- **RECORDS FOR THE TASK**
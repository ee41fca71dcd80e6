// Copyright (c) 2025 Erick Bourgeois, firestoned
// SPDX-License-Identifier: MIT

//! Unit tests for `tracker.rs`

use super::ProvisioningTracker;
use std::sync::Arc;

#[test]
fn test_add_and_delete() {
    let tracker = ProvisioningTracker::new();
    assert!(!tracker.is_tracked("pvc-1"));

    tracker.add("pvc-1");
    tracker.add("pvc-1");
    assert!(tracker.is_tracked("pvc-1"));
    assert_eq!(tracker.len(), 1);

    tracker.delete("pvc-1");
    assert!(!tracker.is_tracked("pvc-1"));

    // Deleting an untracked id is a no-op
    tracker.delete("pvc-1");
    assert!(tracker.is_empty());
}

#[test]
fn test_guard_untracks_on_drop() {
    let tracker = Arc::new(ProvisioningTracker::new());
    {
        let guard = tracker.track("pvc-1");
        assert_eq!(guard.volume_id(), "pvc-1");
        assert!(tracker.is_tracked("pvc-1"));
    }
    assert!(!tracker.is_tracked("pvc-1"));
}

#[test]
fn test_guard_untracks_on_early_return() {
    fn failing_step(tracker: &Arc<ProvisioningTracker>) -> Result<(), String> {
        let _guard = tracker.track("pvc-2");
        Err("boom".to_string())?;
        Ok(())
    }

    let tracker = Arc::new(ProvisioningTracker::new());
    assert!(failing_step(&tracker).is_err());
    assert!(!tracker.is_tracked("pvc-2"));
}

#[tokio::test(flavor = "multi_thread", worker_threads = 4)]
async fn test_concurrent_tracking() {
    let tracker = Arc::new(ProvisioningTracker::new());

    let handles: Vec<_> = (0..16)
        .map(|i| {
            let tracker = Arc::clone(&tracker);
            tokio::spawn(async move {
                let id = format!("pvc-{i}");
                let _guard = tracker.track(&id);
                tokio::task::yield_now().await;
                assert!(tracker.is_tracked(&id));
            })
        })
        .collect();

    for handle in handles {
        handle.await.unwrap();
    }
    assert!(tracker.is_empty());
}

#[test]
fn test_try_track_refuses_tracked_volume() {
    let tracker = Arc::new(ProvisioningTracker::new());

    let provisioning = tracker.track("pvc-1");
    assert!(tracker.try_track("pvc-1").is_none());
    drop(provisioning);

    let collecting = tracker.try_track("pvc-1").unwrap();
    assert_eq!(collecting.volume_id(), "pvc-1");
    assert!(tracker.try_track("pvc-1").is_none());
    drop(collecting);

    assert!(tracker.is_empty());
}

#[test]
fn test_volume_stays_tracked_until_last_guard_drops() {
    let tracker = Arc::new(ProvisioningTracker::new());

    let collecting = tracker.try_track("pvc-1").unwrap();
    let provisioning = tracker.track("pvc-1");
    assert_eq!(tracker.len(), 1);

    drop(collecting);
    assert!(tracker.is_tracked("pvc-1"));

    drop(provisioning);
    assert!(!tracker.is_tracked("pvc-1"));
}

--

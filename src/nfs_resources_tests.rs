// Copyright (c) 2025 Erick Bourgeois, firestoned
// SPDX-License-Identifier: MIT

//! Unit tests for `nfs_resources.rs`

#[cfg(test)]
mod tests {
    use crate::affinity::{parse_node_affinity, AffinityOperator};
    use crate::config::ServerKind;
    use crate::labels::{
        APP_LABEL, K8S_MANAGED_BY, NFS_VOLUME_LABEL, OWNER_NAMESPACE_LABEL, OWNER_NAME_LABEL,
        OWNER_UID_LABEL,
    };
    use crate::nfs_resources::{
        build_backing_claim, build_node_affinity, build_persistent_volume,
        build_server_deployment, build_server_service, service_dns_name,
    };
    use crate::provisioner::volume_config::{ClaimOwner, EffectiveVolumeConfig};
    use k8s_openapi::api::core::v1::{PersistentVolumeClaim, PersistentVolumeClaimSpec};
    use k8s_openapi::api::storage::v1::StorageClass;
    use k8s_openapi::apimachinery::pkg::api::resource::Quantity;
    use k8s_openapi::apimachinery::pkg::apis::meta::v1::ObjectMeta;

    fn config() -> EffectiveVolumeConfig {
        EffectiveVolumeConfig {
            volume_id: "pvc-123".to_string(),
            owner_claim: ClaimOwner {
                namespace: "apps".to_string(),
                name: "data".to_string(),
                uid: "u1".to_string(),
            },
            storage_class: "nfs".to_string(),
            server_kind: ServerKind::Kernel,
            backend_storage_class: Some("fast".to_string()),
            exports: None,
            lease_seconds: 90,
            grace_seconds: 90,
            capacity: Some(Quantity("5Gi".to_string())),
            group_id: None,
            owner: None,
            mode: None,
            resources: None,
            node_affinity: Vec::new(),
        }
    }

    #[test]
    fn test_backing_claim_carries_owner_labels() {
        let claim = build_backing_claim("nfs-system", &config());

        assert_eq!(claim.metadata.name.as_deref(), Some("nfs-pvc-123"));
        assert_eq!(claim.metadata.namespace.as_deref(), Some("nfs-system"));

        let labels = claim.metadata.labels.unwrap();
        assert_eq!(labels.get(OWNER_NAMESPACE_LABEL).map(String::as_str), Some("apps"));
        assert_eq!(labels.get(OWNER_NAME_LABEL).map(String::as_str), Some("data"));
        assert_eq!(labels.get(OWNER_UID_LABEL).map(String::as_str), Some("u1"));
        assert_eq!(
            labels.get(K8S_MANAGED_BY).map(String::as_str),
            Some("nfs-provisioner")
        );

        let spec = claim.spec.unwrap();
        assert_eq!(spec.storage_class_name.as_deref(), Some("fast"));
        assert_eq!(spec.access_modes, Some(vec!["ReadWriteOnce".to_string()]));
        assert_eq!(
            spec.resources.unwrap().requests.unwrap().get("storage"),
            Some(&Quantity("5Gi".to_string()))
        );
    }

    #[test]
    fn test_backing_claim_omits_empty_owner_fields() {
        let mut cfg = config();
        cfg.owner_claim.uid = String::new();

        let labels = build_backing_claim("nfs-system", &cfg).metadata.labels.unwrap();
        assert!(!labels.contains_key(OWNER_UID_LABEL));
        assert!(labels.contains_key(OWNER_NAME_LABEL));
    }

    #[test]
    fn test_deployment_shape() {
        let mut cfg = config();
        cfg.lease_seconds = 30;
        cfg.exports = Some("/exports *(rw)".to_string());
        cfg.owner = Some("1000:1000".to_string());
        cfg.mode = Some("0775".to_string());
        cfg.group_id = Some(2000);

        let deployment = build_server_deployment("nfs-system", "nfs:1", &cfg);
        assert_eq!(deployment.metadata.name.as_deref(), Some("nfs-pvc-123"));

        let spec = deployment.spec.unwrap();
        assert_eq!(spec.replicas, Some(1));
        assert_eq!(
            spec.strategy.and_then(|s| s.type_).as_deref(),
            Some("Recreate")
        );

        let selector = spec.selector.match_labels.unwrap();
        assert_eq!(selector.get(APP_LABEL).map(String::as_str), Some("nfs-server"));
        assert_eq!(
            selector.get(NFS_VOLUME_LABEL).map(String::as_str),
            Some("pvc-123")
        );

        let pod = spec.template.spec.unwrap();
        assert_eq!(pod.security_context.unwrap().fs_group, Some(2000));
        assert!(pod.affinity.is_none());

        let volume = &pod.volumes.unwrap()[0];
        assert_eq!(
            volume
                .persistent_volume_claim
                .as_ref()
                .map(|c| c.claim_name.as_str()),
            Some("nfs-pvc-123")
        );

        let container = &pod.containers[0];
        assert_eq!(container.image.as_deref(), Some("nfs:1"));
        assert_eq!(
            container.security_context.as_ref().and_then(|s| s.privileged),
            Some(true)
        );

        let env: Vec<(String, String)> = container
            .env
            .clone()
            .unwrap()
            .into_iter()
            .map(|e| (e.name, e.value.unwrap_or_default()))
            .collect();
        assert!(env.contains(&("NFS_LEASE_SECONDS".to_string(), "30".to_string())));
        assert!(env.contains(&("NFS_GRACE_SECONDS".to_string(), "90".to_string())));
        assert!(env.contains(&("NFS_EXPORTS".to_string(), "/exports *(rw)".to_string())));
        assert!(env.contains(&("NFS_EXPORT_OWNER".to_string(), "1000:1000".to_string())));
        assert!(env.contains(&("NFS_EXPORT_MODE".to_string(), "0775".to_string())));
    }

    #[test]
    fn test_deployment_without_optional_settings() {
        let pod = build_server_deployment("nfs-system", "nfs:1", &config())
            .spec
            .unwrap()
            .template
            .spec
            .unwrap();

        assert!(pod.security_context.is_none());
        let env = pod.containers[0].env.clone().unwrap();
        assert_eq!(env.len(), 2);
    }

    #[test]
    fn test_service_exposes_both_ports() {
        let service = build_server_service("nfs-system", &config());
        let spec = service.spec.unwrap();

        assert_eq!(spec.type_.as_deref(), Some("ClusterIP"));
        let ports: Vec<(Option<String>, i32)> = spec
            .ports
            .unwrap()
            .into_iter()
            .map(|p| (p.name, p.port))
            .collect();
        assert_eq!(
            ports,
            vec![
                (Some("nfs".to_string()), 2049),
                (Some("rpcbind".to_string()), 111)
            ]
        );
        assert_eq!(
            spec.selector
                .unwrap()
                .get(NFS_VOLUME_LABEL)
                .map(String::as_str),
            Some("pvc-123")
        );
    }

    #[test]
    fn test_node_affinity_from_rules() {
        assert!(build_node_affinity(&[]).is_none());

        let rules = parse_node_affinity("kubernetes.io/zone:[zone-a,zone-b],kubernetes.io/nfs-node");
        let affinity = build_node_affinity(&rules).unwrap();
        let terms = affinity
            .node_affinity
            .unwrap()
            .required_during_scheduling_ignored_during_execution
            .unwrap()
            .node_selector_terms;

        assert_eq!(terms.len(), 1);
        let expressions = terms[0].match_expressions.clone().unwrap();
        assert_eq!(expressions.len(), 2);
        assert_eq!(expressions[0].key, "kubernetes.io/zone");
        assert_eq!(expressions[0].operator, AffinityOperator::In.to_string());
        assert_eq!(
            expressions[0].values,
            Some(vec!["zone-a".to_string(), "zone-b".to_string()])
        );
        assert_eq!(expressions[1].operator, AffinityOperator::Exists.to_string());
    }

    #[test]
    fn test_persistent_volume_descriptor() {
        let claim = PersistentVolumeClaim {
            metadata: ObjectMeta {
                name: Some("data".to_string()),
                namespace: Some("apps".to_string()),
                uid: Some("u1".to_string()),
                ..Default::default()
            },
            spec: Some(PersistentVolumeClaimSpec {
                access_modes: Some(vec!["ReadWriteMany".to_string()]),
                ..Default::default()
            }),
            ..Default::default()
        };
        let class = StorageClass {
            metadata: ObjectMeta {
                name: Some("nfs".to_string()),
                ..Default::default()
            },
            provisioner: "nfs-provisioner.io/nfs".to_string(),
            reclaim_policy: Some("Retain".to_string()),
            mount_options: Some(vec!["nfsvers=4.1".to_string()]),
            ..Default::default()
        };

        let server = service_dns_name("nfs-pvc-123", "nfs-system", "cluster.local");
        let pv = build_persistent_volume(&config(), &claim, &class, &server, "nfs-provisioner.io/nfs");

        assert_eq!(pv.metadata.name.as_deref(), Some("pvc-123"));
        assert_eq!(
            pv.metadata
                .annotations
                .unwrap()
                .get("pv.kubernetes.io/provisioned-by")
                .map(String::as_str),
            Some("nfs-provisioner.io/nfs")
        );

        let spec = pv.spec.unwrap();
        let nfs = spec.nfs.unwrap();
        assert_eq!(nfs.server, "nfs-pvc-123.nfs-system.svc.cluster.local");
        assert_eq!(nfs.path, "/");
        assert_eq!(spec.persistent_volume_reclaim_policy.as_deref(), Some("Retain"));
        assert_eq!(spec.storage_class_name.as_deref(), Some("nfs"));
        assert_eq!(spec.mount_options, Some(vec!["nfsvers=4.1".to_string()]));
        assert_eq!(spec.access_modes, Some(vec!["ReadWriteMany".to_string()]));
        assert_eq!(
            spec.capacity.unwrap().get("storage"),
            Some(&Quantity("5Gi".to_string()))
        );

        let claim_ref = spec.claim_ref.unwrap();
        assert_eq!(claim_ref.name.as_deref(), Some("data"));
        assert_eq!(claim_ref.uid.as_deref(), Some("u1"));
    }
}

---

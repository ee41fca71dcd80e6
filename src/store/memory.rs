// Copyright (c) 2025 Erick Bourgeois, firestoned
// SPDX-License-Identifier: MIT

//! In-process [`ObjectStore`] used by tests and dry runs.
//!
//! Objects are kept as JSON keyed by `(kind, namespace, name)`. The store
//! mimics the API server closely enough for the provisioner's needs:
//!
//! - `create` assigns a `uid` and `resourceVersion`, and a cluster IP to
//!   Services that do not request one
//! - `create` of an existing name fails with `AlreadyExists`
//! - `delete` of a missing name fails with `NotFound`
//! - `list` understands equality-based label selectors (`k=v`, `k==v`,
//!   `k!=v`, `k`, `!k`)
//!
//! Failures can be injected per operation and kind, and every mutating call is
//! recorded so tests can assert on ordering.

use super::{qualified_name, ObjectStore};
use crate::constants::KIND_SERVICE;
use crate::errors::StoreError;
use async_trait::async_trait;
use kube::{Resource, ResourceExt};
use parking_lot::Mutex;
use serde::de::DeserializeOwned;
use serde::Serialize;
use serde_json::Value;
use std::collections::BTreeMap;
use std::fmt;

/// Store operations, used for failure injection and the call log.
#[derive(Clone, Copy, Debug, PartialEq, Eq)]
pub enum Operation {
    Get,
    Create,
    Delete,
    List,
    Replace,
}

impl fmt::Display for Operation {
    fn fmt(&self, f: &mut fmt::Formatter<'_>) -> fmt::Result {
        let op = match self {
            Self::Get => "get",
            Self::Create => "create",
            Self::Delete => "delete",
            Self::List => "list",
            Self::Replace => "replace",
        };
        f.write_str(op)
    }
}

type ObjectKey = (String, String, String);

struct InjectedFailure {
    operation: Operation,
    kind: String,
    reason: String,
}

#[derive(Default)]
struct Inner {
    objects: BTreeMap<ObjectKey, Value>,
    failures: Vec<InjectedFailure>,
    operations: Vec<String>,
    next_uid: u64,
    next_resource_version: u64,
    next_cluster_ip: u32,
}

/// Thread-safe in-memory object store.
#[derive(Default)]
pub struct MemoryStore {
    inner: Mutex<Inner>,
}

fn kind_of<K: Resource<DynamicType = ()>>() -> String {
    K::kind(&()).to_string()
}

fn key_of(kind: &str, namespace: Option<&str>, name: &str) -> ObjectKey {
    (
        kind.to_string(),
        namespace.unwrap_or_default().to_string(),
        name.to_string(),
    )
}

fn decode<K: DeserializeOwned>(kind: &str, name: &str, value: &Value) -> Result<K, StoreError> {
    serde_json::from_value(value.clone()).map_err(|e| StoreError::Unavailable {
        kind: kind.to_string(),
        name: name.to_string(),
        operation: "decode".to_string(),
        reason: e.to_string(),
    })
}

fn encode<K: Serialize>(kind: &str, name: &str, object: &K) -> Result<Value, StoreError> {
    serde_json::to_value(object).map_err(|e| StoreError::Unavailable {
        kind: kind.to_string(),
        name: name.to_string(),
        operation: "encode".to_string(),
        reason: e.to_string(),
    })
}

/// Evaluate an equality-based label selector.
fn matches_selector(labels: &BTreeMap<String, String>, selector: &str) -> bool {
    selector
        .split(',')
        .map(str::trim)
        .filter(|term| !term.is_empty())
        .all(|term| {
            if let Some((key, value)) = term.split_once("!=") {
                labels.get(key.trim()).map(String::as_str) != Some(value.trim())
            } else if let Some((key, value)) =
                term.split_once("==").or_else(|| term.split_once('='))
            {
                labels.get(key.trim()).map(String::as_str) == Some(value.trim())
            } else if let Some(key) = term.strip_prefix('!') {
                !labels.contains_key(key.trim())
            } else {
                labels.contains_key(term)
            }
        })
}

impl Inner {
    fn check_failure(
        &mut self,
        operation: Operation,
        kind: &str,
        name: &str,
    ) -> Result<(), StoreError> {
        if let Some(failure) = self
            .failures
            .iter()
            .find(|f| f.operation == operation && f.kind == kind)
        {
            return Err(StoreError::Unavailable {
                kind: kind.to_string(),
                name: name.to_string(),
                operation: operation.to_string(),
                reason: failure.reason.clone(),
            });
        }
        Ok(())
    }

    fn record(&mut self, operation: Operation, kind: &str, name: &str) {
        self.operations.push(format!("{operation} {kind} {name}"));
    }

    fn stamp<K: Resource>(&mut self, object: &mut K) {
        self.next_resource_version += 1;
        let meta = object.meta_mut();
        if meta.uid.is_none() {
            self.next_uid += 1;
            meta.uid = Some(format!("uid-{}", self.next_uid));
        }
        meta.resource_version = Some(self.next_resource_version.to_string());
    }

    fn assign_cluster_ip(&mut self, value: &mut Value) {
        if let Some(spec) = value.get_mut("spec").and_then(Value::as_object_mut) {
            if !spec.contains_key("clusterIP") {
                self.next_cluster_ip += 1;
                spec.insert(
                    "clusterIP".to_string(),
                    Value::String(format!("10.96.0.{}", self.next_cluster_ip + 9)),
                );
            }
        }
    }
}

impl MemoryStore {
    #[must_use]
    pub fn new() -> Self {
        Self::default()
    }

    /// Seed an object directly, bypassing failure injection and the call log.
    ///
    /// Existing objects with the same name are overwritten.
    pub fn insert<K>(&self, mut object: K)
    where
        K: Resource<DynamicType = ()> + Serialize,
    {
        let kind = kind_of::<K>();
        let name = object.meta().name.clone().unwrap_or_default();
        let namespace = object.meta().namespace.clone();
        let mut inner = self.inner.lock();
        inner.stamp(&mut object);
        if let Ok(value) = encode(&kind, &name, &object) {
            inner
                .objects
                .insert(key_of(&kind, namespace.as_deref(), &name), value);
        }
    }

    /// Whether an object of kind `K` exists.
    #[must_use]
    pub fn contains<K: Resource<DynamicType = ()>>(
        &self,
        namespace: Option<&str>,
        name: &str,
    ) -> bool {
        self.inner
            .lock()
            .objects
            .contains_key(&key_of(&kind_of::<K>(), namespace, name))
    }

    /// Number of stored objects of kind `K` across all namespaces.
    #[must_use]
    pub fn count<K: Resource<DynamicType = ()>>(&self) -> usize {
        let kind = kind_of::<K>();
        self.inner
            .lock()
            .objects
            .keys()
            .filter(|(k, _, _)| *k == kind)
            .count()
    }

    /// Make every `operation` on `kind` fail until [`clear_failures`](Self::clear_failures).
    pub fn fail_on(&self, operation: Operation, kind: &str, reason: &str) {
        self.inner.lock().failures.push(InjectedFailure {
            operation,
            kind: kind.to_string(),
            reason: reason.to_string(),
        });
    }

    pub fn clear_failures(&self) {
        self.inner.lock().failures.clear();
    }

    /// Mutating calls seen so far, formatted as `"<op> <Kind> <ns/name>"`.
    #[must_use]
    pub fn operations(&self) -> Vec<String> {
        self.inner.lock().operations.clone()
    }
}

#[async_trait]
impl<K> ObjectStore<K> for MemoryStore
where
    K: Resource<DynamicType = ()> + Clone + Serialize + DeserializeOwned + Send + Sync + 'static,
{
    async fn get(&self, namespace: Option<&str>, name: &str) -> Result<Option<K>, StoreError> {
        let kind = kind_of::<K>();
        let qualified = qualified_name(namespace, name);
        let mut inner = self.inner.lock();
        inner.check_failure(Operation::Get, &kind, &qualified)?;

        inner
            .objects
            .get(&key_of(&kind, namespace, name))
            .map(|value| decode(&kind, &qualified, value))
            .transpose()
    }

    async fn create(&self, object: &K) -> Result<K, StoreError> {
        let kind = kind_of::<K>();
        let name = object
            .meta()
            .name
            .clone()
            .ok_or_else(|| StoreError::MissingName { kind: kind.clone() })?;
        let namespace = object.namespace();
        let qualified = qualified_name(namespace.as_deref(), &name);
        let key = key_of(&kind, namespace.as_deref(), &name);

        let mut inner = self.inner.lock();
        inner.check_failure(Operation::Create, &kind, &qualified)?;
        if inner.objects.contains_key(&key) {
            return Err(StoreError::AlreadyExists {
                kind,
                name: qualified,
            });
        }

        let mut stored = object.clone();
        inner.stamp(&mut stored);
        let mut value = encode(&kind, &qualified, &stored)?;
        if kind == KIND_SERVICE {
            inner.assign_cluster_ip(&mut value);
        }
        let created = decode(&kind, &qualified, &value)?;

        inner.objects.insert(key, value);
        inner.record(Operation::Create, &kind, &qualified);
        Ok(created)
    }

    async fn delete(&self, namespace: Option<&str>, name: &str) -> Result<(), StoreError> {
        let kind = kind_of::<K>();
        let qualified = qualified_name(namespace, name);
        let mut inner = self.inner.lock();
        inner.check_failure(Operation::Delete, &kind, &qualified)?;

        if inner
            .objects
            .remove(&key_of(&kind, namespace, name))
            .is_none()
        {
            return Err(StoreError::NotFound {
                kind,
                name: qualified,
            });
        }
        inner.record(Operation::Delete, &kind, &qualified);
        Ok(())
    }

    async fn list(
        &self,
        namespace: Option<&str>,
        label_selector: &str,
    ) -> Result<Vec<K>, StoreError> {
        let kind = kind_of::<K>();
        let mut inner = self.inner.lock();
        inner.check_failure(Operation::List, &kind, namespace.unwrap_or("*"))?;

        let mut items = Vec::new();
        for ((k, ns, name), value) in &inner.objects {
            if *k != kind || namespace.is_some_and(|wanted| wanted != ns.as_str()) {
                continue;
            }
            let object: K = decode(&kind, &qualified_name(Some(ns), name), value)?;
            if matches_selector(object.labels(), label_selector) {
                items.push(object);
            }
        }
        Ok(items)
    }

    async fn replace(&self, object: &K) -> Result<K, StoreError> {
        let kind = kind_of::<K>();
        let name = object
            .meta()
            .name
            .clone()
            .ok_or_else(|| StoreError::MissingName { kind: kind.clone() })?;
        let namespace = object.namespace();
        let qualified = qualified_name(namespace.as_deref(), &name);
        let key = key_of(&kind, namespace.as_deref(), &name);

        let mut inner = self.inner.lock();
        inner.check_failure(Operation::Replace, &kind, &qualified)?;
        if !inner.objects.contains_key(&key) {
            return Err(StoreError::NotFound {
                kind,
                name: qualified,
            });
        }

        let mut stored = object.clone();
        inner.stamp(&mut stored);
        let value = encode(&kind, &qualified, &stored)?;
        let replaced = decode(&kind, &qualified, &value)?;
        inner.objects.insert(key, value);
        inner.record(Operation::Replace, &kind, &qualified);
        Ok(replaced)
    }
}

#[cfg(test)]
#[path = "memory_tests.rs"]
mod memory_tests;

- **ABOUT THIS EXERCISE**
Using the records above, copy every line that has the word "fails" in it.

- **SOLUTION**
//! - `create` of an existing name fails with `AlreadyExists`
//! - `delete` of a missing name fails with `NotFound`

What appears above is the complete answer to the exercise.